DATASET RECORDS:
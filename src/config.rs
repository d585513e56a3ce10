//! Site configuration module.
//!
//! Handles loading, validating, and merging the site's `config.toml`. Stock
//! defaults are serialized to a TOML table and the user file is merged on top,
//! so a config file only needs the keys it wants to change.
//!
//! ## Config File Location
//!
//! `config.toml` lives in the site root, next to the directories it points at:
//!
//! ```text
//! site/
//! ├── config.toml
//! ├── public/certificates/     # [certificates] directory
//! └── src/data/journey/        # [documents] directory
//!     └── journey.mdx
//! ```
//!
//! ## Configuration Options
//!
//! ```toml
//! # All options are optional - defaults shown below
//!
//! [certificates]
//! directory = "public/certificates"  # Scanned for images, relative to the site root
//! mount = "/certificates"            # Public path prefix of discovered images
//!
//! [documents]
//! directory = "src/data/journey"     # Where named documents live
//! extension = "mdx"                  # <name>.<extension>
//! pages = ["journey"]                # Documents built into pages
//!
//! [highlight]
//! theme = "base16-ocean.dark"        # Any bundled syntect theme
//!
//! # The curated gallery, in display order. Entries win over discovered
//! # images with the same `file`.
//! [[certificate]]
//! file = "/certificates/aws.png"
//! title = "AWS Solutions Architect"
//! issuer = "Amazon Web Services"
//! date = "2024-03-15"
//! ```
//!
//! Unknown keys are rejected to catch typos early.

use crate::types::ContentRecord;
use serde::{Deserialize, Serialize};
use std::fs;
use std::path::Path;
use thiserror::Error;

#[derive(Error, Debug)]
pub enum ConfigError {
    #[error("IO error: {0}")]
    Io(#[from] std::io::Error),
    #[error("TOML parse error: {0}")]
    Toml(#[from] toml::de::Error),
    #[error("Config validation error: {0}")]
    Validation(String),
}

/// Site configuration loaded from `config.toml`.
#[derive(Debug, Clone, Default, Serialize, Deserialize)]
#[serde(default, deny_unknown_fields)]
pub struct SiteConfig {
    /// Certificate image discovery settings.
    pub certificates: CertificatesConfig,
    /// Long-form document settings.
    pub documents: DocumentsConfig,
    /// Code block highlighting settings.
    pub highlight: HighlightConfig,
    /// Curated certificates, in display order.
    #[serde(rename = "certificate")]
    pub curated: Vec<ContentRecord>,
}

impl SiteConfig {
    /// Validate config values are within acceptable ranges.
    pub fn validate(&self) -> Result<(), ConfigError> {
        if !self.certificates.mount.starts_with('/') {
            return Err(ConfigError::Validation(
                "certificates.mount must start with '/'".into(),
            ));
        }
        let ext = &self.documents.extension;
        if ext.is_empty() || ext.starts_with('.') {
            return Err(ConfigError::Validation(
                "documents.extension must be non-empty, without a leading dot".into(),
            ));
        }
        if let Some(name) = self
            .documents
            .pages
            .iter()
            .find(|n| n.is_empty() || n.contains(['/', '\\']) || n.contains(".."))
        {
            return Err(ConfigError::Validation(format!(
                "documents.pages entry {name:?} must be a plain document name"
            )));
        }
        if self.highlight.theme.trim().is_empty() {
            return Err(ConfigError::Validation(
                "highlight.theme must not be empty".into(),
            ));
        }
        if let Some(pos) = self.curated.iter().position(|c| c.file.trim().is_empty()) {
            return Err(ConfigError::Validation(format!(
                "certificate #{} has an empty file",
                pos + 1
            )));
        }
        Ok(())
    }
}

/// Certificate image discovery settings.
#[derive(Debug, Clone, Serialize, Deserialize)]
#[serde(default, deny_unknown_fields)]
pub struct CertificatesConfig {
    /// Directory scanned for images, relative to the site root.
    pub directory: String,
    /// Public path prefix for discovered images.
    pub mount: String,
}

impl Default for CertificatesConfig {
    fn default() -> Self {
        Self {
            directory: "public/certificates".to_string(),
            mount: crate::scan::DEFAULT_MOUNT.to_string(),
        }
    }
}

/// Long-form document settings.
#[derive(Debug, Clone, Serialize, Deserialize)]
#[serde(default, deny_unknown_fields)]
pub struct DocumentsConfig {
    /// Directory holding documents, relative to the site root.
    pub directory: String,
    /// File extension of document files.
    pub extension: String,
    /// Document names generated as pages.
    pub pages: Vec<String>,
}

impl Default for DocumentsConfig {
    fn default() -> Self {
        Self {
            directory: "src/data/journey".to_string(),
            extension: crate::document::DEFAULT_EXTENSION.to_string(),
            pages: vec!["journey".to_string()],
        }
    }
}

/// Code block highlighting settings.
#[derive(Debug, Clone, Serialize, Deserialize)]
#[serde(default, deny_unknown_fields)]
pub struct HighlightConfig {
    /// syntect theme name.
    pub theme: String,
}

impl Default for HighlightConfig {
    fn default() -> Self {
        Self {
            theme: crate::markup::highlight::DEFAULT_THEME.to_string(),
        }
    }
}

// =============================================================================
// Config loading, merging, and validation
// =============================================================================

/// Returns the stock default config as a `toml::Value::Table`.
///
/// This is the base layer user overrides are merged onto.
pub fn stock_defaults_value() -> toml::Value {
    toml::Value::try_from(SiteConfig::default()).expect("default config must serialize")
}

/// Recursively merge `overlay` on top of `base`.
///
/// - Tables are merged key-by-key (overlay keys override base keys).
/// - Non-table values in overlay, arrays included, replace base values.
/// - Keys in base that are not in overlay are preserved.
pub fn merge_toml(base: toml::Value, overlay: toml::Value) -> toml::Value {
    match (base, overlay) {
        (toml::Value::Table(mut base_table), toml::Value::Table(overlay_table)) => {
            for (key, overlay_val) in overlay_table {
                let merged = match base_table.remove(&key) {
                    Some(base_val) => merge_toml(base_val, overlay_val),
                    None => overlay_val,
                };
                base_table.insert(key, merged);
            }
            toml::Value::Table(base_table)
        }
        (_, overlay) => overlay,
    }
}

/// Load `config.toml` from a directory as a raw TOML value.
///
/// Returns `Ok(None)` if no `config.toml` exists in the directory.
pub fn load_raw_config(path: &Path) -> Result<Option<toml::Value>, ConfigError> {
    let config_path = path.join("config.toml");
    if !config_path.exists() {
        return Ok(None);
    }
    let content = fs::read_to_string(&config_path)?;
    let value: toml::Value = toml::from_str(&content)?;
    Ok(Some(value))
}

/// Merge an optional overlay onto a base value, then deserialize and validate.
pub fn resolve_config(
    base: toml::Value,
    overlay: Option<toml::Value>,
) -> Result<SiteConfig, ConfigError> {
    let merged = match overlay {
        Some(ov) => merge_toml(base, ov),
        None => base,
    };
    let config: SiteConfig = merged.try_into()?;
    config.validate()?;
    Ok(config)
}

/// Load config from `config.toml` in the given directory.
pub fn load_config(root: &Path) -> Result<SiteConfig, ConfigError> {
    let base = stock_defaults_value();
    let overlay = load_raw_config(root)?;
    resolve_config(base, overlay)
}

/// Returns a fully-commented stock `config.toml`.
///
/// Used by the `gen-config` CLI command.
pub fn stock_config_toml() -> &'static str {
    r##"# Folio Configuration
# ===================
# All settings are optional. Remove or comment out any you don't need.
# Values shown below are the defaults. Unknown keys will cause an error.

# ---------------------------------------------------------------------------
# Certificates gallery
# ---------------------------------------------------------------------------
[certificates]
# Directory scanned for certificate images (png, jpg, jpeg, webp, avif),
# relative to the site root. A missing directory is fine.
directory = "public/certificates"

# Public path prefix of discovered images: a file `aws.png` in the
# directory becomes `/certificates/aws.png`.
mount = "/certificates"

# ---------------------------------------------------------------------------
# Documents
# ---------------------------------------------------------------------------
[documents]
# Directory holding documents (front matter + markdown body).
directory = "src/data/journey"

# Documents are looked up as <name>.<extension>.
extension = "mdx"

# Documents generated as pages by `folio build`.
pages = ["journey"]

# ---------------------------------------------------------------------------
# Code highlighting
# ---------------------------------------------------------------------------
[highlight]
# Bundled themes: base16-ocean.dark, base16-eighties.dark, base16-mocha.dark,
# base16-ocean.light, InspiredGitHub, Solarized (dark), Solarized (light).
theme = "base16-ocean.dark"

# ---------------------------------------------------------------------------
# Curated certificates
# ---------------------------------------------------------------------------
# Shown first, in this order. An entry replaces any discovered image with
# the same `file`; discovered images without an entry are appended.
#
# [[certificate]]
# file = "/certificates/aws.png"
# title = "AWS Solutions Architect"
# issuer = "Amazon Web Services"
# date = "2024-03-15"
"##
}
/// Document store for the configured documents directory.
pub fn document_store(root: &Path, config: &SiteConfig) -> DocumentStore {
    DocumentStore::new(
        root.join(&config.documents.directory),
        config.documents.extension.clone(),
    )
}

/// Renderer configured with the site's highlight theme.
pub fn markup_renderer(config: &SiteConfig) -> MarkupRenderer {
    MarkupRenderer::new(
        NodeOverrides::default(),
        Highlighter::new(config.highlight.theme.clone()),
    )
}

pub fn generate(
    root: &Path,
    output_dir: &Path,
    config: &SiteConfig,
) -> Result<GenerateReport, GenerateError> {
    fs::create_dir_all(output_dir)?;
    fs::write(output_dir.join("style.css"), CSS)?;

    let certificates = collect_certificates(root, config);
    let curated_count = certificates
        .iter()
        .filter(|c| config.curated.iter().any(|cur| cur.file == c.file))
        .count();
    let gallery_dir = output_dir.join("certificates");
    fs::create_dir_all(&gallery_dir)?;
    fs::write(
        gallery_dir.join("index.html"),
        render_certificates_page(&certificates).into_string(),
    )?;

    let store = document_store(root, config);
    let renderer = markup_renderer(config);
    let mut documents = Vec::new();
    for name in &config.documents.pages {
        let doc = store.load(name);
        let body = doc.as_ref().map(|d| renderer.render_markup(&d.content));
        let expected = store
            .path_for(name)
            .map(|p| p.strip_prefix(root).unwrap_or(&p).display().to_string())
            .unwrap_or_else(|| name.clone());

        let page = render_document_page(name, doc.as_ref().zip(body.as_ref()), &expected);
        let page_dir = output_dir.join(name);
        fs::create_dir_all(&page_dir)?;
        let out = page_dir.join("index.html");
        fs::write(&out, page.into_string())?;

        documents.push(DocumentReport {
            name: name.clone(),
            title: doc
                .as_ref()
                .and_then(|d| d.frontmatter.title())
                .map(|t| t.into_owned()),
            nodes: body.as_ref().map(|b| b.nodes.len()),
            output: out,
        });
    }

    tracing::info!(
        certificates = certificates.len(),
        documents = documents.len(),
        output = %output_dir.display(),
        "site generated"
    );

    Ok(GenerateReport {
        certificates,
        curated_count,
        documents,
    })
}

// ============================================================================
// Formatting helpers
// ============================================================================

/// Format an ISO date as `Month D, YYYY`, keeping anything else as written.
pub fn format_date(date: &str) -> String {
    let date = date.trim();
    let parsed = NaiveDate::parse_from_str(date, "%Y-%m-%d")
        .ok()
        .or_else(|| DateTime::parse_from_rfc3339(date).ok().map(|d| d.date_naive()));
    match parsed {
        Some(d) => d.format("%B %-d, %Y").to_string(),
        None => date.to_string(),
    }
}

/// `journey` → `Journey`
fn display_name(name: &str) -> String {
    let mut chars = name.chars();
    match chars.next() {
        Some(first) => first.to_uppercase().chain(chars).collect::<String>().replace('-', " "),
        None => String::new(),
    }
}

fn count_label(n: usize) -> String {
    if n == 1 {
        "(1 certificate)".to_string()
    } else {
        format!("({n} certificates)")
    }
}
--
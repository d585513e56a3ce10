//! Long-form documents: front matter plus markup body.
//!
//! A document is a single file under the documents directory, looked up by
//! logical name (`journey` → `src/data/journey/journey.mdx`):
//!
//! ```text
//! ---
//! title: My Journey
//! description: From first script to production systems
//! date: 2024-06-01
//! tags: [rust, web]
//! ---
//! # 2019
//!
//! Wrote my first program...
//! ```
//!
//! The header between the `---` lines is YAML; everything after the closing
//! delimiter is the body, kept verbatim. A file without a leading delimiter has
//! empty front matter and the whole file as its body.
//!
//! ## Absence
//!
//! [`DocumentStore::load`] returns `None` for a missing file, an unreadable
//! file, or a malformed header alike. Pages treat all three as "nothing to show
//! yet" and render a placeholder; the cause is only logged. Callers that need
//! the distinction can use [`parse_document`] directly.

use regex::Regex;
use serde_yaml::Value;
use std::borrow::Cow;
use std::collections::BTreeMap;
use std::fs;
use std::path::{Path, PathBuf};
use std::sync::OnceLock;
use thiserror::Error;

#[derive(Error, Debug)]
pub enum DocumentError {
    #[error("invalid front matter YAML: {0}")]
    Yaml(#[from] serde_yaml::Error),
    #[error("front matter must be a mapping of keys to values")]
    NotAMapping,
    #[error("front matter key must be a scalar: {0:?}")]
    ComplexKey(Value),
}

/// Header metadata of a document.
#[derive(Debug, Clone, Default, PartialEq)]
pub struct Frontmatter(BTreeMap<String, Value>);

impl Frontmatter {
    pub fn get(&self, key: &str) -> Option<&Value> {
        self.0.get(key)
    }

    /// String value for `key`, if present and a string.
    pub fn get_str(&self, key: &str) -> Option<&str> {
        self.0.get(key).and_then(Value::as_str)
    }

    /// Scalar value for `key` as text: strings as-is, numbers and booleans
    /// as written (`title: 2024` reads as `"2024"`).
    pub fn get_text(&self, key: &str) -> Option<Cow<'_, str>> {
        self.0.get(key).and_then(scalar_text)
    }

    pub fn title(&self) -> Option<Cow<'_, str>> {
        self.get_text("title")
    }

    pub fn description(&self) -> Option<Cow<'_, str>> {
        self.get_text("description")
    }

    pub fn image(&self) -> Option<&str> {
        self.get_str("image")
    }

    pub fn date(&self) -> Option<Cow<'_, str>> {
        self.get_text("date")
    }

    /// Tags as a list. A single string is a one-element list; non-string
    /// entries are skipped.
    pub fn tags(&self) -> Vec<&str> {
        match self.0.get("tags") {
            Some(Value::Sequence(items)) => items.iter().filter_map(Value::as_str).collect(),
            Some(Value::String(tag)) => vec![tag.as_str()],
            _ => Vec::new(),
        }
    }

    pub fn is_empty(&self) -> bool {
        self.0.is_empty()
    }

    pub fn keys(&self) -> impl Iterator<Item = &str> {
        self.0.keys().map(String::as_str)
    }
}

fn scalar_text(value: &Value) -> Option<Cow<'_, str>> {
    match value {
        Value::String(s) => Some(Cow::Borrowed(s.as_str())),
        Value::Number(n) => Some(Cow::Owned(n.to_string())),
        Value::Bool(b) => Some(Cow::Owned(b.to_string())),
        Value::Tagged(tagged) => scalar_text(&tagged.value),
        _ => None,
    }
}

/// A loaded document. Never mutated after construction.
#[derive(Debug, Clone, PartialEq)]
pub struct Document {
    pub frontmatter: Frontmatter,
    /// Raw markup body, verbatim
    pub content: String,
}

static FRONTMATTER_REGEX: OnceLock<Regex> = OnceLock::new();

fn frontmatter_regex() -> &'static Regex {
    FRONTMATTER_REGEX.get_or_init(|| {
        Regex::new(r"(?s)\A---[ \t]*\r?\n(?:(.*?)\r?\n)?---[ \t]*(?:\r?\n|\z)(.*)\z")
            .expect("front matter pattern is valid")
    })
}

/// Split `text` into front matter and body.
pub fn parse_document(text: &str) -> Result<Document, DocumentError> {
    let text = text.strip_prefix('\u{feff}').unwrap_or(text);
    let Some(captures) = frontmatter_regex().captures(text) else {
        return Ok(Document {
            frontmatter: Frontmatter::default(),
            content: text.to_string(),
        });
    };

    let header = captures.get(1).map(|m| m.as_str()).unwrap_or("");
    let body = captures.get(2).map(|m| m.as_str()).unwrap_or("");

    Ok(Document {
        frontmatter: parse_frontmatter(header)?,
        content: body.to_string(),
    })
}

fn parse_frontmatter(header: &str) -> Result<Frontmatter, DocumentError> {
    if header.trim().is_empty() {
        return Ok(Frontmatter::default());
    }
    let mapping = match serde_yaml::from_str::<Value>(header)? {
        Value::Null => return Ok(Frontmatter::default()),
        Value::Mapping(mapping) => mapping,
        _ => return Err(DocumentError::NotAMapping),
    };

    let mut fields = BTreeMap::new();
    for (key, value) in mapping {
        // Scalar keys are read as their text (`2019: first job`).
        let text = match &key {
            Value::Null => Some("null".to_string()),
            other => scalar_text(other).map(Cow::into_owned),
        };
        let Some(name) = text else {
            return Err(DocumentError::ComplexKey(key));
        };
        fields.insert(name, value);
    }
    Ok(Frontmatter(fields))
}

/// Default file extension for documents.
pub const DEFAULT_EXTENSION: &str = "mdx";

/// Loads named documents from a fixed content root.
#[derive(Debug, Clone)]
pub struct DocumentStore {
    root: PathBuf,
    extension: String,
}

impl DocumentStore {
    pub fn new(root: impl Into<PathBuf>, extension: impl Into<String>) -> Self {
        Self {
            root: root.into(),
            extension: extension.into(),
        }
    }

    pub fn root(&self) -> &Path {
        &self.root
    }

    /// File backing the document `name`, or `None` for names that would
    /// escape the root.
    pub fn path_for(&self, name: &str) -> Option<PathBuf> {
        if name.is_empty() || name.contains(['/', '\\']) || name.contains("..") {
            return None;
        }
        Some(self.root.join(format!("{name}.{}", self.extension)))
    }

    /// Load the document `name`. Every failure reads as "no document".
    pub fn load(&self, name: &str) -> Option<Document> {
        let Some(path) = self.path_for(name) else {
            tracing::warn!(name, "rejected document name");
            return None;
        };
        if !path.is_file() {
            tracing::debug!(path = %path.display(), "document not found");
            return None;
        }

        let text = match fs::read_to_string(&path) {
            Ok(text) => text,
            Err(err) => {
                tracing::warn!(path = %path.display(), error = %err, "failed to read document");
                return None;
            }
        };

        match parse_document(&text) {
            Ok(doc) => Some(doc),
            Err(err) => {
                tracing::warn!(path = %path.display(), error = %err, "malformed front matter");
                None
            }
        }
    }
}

PROBLEM DESCRIPTION:
If a line in the records above contains "Null", copy that line.

ANSWER SPACE:
        Value::Null => return Ok(Frontmatter::default()),
            Value::Null => Some("null".to_string()),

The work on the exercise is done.